// This Source Code Form is subject to the terms of the Mozilla Public
// License, v. 2.0. If a copy of the MPL was not distributed with this
// file, You can obtain one at http://mozilla.org/MPL/2.0/.

//! Stack-machine evaluator: turns a parsed `Node` tree into a sorted-unique set of atom indices.
//! Never recurses -- a single explicit `Vec` stands in for the call stack, so arbitrarily long
//! boolean chains cannot blow it.

use std::cell::RefCell;
use std::collections::BTreeSet;
use std::rc::Rc;

use common::Result;
use store::{EntityKind, Frame, MolData, PropertyName};

use crate::ast::{NumPropKind, NumSpec, Node};

type IndexSet = Rc<RefCell<BTreeSet<usize>>>;

fn new_set() -> IndexSet {
    Rc::new(RefCell::new(BTreeSet::new()))
}

enum WorkItem<'a> {
    Eval {
        node: &'a Node,
        mask: IndexSet,
        selected: IndexSet,
    },
    CombineNot {
        mask: IndexSet,
        inverted_selected: IndexSet,
        target: IndexSet,
    },
}

/// Evaluates `root` over every atom in `universe`, producing the sorted-unique set of matches
/// for `frame` (which may be `None` for frame-independent predicates).
pub fn evaluate(
    root: &Node,
    store: &MolData,
    frame: Option<Frame>,
    universe: impl IntoIterator<Item = usize>,
) -> Result<BTreeSet<usize>> {
    store.check_frame(frame)?;

    let selected_root = new_set();
    let mask_root = Rc::new(RefCell::new(universe.into_iter().collect()));
    let mut stack = vec![WorkItem::Eval {
        node: root,
        mask: mask_root,
        selected: selected_root.clone(),
    }];

    while let Some(item) = stack.pop() {
        match item {
            WorkItem::Eval { node, mask, selected } => eval_node(node, store, &mut stack, mask, selected),
            WorkItem::CombineNot {
                mask,
                inverted_selected,
                target,
            } => {
                let diff: BTreeSet<usize> = mask
                    .borrow()
                    .difference(&inverted_selected.borrow())
                    .copied()
                    .collect();
                target.borrow_mut().extend(diff);
            }
        }
    }

    let result = selected_root.borrow().clone();
    Ok(result)
}

fn eval_node<'a>(node: &'a Node, store: &MolData, stack: &mut Vec<WorkItem<'a>>, mask: IndexSet, selected: IndexSet) {
    match node {
        Node::All => {
            selected.borrow_mut().extend(mask.borrow().iter().copied());
        }
        Node::NumProp(kind, specs) => {
            for atom in mask.borrow().iter().copied() {
                if numprop_matches(*kind, specs, store, atom) {
                    selected.borrow_mut().insert(atom);
                }
            }
        }
        Node::Or(left, right) => {
            stack.push(WorkItem::Eval {
                node: right,
                mask: mask.clone(),
                selected: selected.clone(),
            });
            stack.push(WorkItem::Eval { node: left, mask, selected });
        }
        Node::And(left, right) => {
            let partial = new_set();
            stack.push(WorkItem::Eval {
                node: right,
                mask: partial.clone(),
                selected: selected.clone(),
            });
            stack.push(WorkItem::Eval {
                node: left,
                mask,
                selected: partial,
            });
        }
        Node::Not(child) => {
            let inverted_selected = new_set();
            stack.push(WorkItem::CombineNot {
                mask: mask.clone(),
                inverted_selected: inverted_selected.clone(),
                target: selected,
            });
            stack.push(WorkItem::Eval {
                node: child,
                mask,
                selected: inverted_selected,
            });
        }
    }
}

fn numprop_matches(kind: NumPropKind, specs: &[NumSpec], store: &MolData, atom: usize) -> bool {
    let (value, exact) = match kind {
        NumPropKind::Index => (atom as f64, true),
        NumPropKind::ResId => {
            let Some(column) = store.property_at(EntityKind::Atom, &PropertyName::ResId, None) else {
                return false;
            };
            let exact = matches!(column, store::Column::Int(_));
            let Some(value) = (match column {
                store::Column::Int(_) => column.get_int(atom).map(|v| v as f64),
                store::Column::Float(_) => column.get_float(atom).map(|v| v as f64),
                _ => None,
            }) else {
                return false;
            };
            (value, exact)
        }
    };

    specs.iter().any(|spec| match spec {
        NumSpec::Number(n) => n.matches(value, exact),
        NumSpec::Range(r) => r.matches(value, exact),
    })
}

#[cfg(test)]
mod tests {
    use super::*;
    use crate::grammar::parse;
    use store::PropertyType;

    fn store_with_resids(resids: &[i32]) -> MolData {
        let mut m = MolData::new(resids.len());
        m.add_property(EntityKind::Atom, PropertyName::ResId, PropertyType::Int, false)
            .unwrap();
        let col = m.property_at_mut(EntityKind::Atom, &PropertyName::ResId, None).unwrap();
        for (i, &r) in resids.iter().enumerate() {
            col.set_int(i, r);
        }
        m
    }

    #[test]
    fn all_selects_every_atom() {
        let m = store_with_resids(&[1, 2, 3]);
        let node = parse("all").unwrap();
        let result = evaluate(&node, &m, None, 0..3).unwrap();
        assert_eq!(result, BTreeSet::from([0, 1, 2]));
    }

    #[test]
    fn resid_selects_matching_atoms() {
        let m = store_with_resids(&[1, 2, 3]);
        let node = parse("resid 2 3").unwrap();
        let result = evaluate(&node, &m, None, 0..3).unwrap();
        assert_eq!(result, BTreeSet::from([1, 2]));
    }

    #[test]
    fn not_inverts_within_mask() {
        let m = store_with_resids(&[1, 2, 3]);
        let node = parse("not resid 2").unwrap();
        let result = evaluate(&node, &m, None, 0..3).unwrap();
        assert_eq!(result, BTreeSet::from([0, 2]));
    }

    #[test]
    fn and_short_circuits_through_left_matches() {
        let m = store_with_resids(&[1, 2, 3]);
        let node = parse("resid 1 2 and resid 2 3").unwrap();
        let result = evaluate(&node, &m, None, 0..3).unwrap();
        assert_eq!(result, BTreeSet::from([1]));
    }

    #[test]
    fn or_unions_both_sides() {
        let m = store_with_resids(&[1, 2, 3]);
        let node = parse("resid 1 or resid 3").unwrap();
        let result = evaluate(&node, &m, None, 0..3).unwrap();
        assert_eq!(result, BTreeSet::from([0, 2]));
    }

    #[test]
    fn index_range_selects_inclusive_bounds() {
        let m = store_with_resids(&[1, 2, 3, 4]);
        let node = parse("index 1:2").unwrap();
        let result = evaluate(&node, &m, None, 0..4).unwrap();
        assert_eq!(result, BTreeSet::from([1, 2]));
    }

    #[test]
    fn out_of_range_frame_is_rejected() {
        let m = store_with_resids(&[1, 2]);
        let node = parse("all").unwrap();
        assert!(evaluate(&node, &m, Some(0), 0..2).is_err());
    }
}
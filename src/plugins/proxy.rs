//! Reverse-proxy configuration: routes inbound traffic to the app tier.

use crate::core::env::EnvContext;
use crate::core::error;
use serde::{Deserialize, Serialize};
use std::collections::BTreeSet;
use std::fmt::Write as _;

#[derive(Debug, Clone, Deserialize, Serialize, PartialEq, Eq)]
pub struct Upstream {
    pub name: String,
    /// `host:port` reachable on the stack network.
    pub server: String,
}

#[derive(Debug, Clone, Deserialize, Serialize, PartialEq, Eq)]
pub struct Route {
    pub prefix: String,
    pub upstream: String,
    #[serde(default)]
    pub websocket: bool,
}

#[derive(Debug, Clone, Deserialize, Serialize, PartialEq, Eq)]
pub struct ProxySpec {
    #[serde(default = "default_server_name")]
    pub server_name: String,
    #[serde(default)]
    pub tls_cert_path: Option<String>,
    #[serde(default)]
    pub tls_key_path: Option<String>,
    #[serde(default = "default_body_size_mb")]
    pub client_max_body_size_mb: u32,
    #[serde(default = "default_upstreams", rename = "upstream")]
    pub upstreams: Vec<Upstream>,
    #[serde(default = "default_routes", rename = "route")]
    pub routes: Vec<Route>,
}

fn default_server_name() -> String {
    "localhost".to_string()
}

// Matches the backend's upload limit.
fn default_body_size_mb() -> u32 {
    50
}

fn default_upstreams() -> Vec<Upstream> {
    vec![
        Upstream {
            name: "backend".to_string(),
            server: "backend:8000".to_string(),
        },
        Upstream {
            name: "frontend".to_string(),
            server: "frontend:3000".to_string(),
        },
    ]
}

fn default_routes() -> Vec<Route> {
    vec![
        Route {
            prefix: "/api/".to_string(),
            upstream: "backend".to_string(),
            websocket: false,
        },
        Route {
            prefix: "/ws/".to_string(),
            upstream: "backend".to_string(),
            websocket: true,
        },
        Route {
            prefix: "/".to_string(),
            upstream: "frontend".to_string(),
            websocket: false,
        },
    ]
}

impl Default for ProxySpec {
    fn default() -> Self {
        Self {
            server_name: default_server_name(),
            tls_cert_path: None,
            tls_key_path: None,
            client_max_body_size_mb: default_body_size_mb(),
            upstreams: default_upstreams(),
            routes: default_routes(),
        }
    }
}

impl ProxySpec {
    pub fn tls_enabled(&self) -> bool {
        self.tls_cert_path.is_some() && self.tls_key_path.is_some()
    }
}

/// Substitutes environment references; empty TLS paths mean "no TLS".
pub fn resolve(spec: &ProxySpec, env: &EnvContext) -> Result<ProxySpec, error::BoardstackError> {
    let optional = |value: &Option<String>| -> Result<Option<String>, error::BoardstackError> {
        match value {
            Some(v) => {
                let resolved = env.substitute(v)?;
                Ok(if resolved.trim().is_empty() {
                    None
                } else {
                    Some(resolved)
                })
            }
            None => Ok(None),
        }
    };

    let mut upstreams = Vec::with_capacity(spec.upstreams.len());
    for up in &spec.upstreams {
        upstreams.push(Upstream {
            name: up.name.clone(),
            server: env.substitute(&up.server)?,
        });
    }

    Ok(ProxySpec {
        server_name: env.substitute(&spec.server_name)?,
        tls_cert_path: optional(&spec.tls_cert_path)?,
        tls_key_path: optional(&spec.tls_key_path)?,
        client_max_body_size_mb: spec.client_max_body_size_mb,
        upstreams,
        routes: spec.routes.clone(),
    })
}

pub fn validate_proxy(spec: &ProxySpec) -> Vec<String> {
    let mut issues = Vec::new();

    if spec.server_name.trim().is_empty() {
        issues.push("proxy server_name is empty".to_string());
    }
    if spec.tls_cert_path.is_some() != spec.tls_key_path.is_some() {
        issues.push("TLS needs both a certificate and a key path".to_string());
    }

    let mut upstream_names = BTreeSet::new();
    for up in &spec.upstreams {
        if up.name.trim().is_empty() {
            issues.push("upstream with empty name".to_string());
        } else if !upstream_names.insert(up.name.as_str()) {
            issues.push(format!("duplicate upstream '{}'", up.name));
        }
        let port_ok = up
            .server
            .rsplit_once(':')
            .map(|(host, port)| !host.is_empty() && port.parse::<u16>().is_ok_and(|p| p > 0))
            .unwrap_or(false);
        if !port_ok {
            issues.push(format!(
                "upstream '{}' server '{}' must be host:port",
                up.name, up.server
            ));
        }
    }

    if spec.routes.is_empty() {
        issues.push("proxy declares no routes".to_string());
    }
    let mut prefixes = BTreeSet::new();
    for route in &spec.routes {
        if !route.prefix.starts_with('/') {
            issues.push(format!("route prefix '{}' must start with '/'", route.prefix));
        }
        if !prefixes.insert(route.prefix.as_str()) {
            issues.push(format!("duplicate route prefix '{}'", route.prefix));
        }
        if !upstream_names.contains(route.upstream.as_str()) {
            issues.push(format!(
                "route '{}' targets unknown upstream '{}'",
                route.prefix, route.upstream
            ));
        }
    }

    issues
}

fn write_locations(out: &mut String, spec: &ProxySpec) -> std::fmt::Result {
    writeln!(out, "        location = /health {{")?;
    writeln!(out, "            access_log off;")?;
    writeln!(out, "            add_header Content-Type text/plain;")?;
    writeln!(out, "            return 200 \"ok\\n\";")?;
    writeln!(out, "        }}")?;

    for route in &spec.routes {
        writeln!(out)?;
        writeln!(out, "        location {} {{", route.prefix)?;
        writeln!(out, "            proxy_pass http://{};", route.upstream)?;
        writeln!(out, "            proxy_http_version 1.1;")?;
        writeln!(out, "            proxy_set_header Host $host;")?;
        writeln!(out, "            proxy_set_header X-Real-IP $remote_addr;")?;
        writeln!(
            out,
            "            proxy_set_header X-Forwarded-For $proxy_add_x_forwarded_for;"
        )?;
        writeln!(out, "            proxy_set_header X-Forwarded-Proto $scheme;")?;
        if route.websocket {
            writeln!(out, "            proxy_set_header Upgrade $http_upgrade;")?;
            writeln!(out, "            proxy_set_header Connection $connection_upgrade;")?;
            writeln!(out, "            proxy_read_timeout 3600s;")?;
        }
        writeln!(out, "        }}")?;
    }
    Ok(())
}

fn render(spec: &ProxySpec) -> Result<String, std::fmt::Error> {
    let mut out = String::new();
    writeln!(out, "# Generated by boardstack. Edit [proxy] in boardstack.toml instead.")?;
    writeln!(out, "worker_processes auto;")?;
    writeln!(out)?;
    writeln!(out, "events {{")?;
    writeln!(out, "    worker_connections 1024;")?;
    writeln!(out, "}}")?;
    writeln!(out)?;
    writeln!(out, "http {{")?;
    writeln!(out, "    include /etc/nginx/mime.types;")?;
    writeln!(out, "    default_type application/octet-stream;")?;
    writeln!(out, "    sendfile on;")?;
    writeln!(out, "    keepalive_timeout 65;")?;
    writeln!(out, "    client_max_body_size {}m;", spec.client_max_body_size_mb)?;
    writeln!(out)?;
    writeln!(out, "    map $http_upgrade $connection_upgrade {{")?;
    writeln!(out, "        default upgrade;")?;
    writeln!(out, "        ''      close;")?;
    writeln!(out, "    }}")?;

    for up in &spec.upstreams {
        writeln!(out)?;
        writeln!(out, "    upstream {} {{", up.name)?;
        writeln!(out, "        server {};", up.server)?;
        writeln!(out, "    }}")?;
    }

    writeln!(out)?;
    writeln!(out, "    server {{")?;
    writeln!(out, "        listen 80;")?;
    writeln!(out, "        server_name {};", spec.server_name)?;
    writeln!(out)?;
    if spec.tls_enabled() {
        writeln!(out, "        location = /health {{")?;
        writeln!(out, "            access_log off;")?;
        writeln!(out, "            return 200 \"ok\\n\";")?;
        writeln!(out, "        }}")?;
        writeln!(out)?;
        writeln!(out, "        location / {{")?;
        writeln!(out, "            return 301 https://$host$request_uri;")?;
        writeln!(out, "        }}")?;
    } else {
        write_locations(&mut out, spec)?;
    }
    writeln!(out, "    }}")?;

    if let (Some(cert), Some(key)) = (&spec.tls_cert_path, &spec.tls_key_path) {
        writeln!(out)?;
        writeln!(out, "    server {{")?;
        writeln!(out, "        listen 443 ssl;")?;
        writeln!(out, "        http2 on;")?;
        writeln!(out, "        server_name {};", spec.server_name)?;
        writeln!(out, "        ssl_certificate {};", cert)?;
        writeln!(out, "        ssl_certificate_key {};", key)?;
        writeln!(out, "        ssl_protocols TLSv1.2 TLSv1.3;")?;
        writeln!(out)?;
        write_locations(&mut out, spec)?;
        writeln!(out, "    }}")?;
    }

    writeln!(out, "}}")?;
    Ok(out)
}

/// Renders `nginx.conf` for an already-resolved spec.
pub fn render_nginx_conf(spec: &ProxySpec) -> Result<String, error::BoardstackError> {
    let issues = validate_proxy(spec);
    if !issues.is_empty() {
        return Err(error::BoardstackError::ConfigError(format!(
            "proxy configuration: {}",
            issues.join("; ")
        )));
    }
    render(spec).map_err(|e| error::BoardstackError::RuntimeError(e.to_string()))
}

> _DIRECTIONS FOR THIS TASK_
The required output is the exact run of lines from the beginning of the listing above to the line that contains "one at http://mozilla.org/MPL/2.0/.", inclusive of both.

> _SOLUTION FOR THIS EXERCISE_
// This Source Code Form is subject to the terms of the Mozilla Public
// License, v. 2.0. If a copy of the MPL was not distributed with this
// file, You can obtain one at http://mozilla.org/MPL/2.0/.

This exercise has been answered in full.